[Stored items]
*** Begin section ***

use clap::{Parser, Subcommand, ValueEnum};

/// Build and publish an Electron app with electron-builder from CI
#[derive(Parser, Debug)]
#[command(
    name = "electron-release",
    about = "Build and publish an Electron app with electron-builder from CI",
    version,
    long_about = "electron-release reads action inputs from INPUT_* environment variables, \
                  exports the credentials electron-builder expects, installs dependencies \
                  with npm or Yarn, and builds and publishes the app for the host platform."
)]
pub struct CliArgs {
    #[command(subcommand)]
    pub command: Option<Commands>,

    #[arg(long, global = true, value_name = "LEVEL", help = "Set logging level")]
    pub log_level: Option<String>,

    #[arg(short = 'v', long, global = true, help = "Enable debug logging")]
    pub verbose: bool,

    #[arg(
        short = 'q',
        long,
        global = true,
        conflicts_with = "verbose",
        help = "Quiet mode - suppress non-error output"
    )]
    pub quiet: bool,
}

impl CliArgs {
    /// The requested command; a bare invocation runs the release.
    pub fn resolved_command(&self) -> Commands {
        self.command
            .clone()
            .unwrap_or(Commands::Run(RunArgs::default()))
    }
}

#[derive(Subcommand, Debug, Clone)]
pub enum Commands {
    #[command(
        about = "Install dependencies, then build and publish (default)",
        long_about = "Validates the action inputs, installs dependencies and runs \
                      electron-builder with --publish always.\n\n\
                      Examples:\n  \
                      electron-release\n  \
                      electron-release run --dry-run"
    )]
    Run(RunArgs),

    #[command(
        about = "Show what would run without running it",
        long_about = "Validates the action inputs and prints the resolved release plan. \
                      Credential values are masked.\n\n\
                      Examples:\n  \
                      electron-release plan\n  \
                      electron-release plan --format json"
    )]
    Plan(PlanArgs),
}

#[derive(Parser, Debug, Clone, Default)]
pub struct RunArgs {
    #[arg(long, help = "Log the commands instead of executing them")]
    pub dry_run: bool,
}

#[derive(Parser, Debug, Clone)]
pub struct PlanArgs {
    #[arg(
        short = 'f',
        long,
        value_enum,
        default_value = "human",
        help = "Output format"
    )]
    pub format: OutputFormatArg,
}

#[derive(ValueEnum, Debug, Clone, Copy, PartialEq, Eq)]
pub enum OutputFormatArg {
    Json,
    Yaml,
    Human,
}

impl From<OutputFormatArg> for super::output::OutputFormat {
    fn from(arg: OutputFormatArg) -> Self {
        match arg {
            OutputFormatArg::Json => super::output::OutputFormat::Json,
            OutputFormatArg::Yaml => super::output::OutputFormat::Yaml,
            OutputFormatArg::Human => super::output::OutputFormat::Human,
        }
    }
}

#[cfg(test)]
mod tests {
    use super::*;
    use clap::CommandFactory;

    #[test]
    fn test_cli_definition_is_valid() {
        CliArgs::command().debug_assert();
    }

    #[test]
    fn test_bare_invocation_runs() {
        let args = CliArgs::parse_from(["electron-release"]);
        assert!(matches!(
            args.resolved_command(),
            Commands::Run(RunArgs { dry_run: false })
        ));
    }

    #[test]
    fn test_run_dry_run() {
        let args = CliArgs::parse_from(["electron-release", "run", "--dry-run"]);
        assert!(matches!(
            args.resolved_command(),
            Commands::Run(RunArgs { dry_run: true })
        ));
    }

    #[test]
    fn test_plan_format() {
        let args = CliArgs::parse_from(["electron-release", "plan", "--format", "yaml"]);
        match args.resolved_command() {
            Commands::Plan(plan) => assert_eq!(plan.format, OutputFormatArg::Yaml),
            other => panic!("unexpected command: {:?}", other),
        }
    }

    #[test]
    fn test_plan_defaults_to_human() {
        let args = CliArgs::parse_from(["electron-release", "plan"]);
        match args.resolved_command() {
            Commands::Plan(plan) => assert_eq!(plan.format, OutputFormatArg::Human),
            other => panic!("unexpected command: {:?}", other),
        }
    }

    #[test]
    fn test_global_flags_after_subcommand() {
        let args = CliArgs::parse_from(["electron-release", "plan", "--log-level", "debug"]);
        assert_eq!(args.log_level.as_deref(), Some("debug"));
    }

    #[test]
    fn test_quiet_conflicts_with_verbose() {
        let result = CliArgs::try_parse_from(["electron-release", "-q", "-v"]);
        assert!(result.is_err());
    }
}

*** End section ***

▸ Work request
Every line above that includes the string "CliArgs" needs to be copied.

▸ Written answer
pub struct CliArgs {
impl CliArgs {
        CliArgs::command().debug_assert();
        let args = CliArgs::parse_from(["electron-release"]);
        let args = CliArgs::parse_from(["electron-release", "run", "--dry-run"]);
        let args = CliArgs::parse_from(["electron-release", "plan", "--format", "yaml"]);
        let args = CliArgs::parse_from(["electron-release", "plan"]);
        let args = CliArgs::parse_from(["electron-release", "plan", "--log-level", "debug"]);
        let result = CliArgs::try_parse_from(["electron-release", "-q", "-v"]);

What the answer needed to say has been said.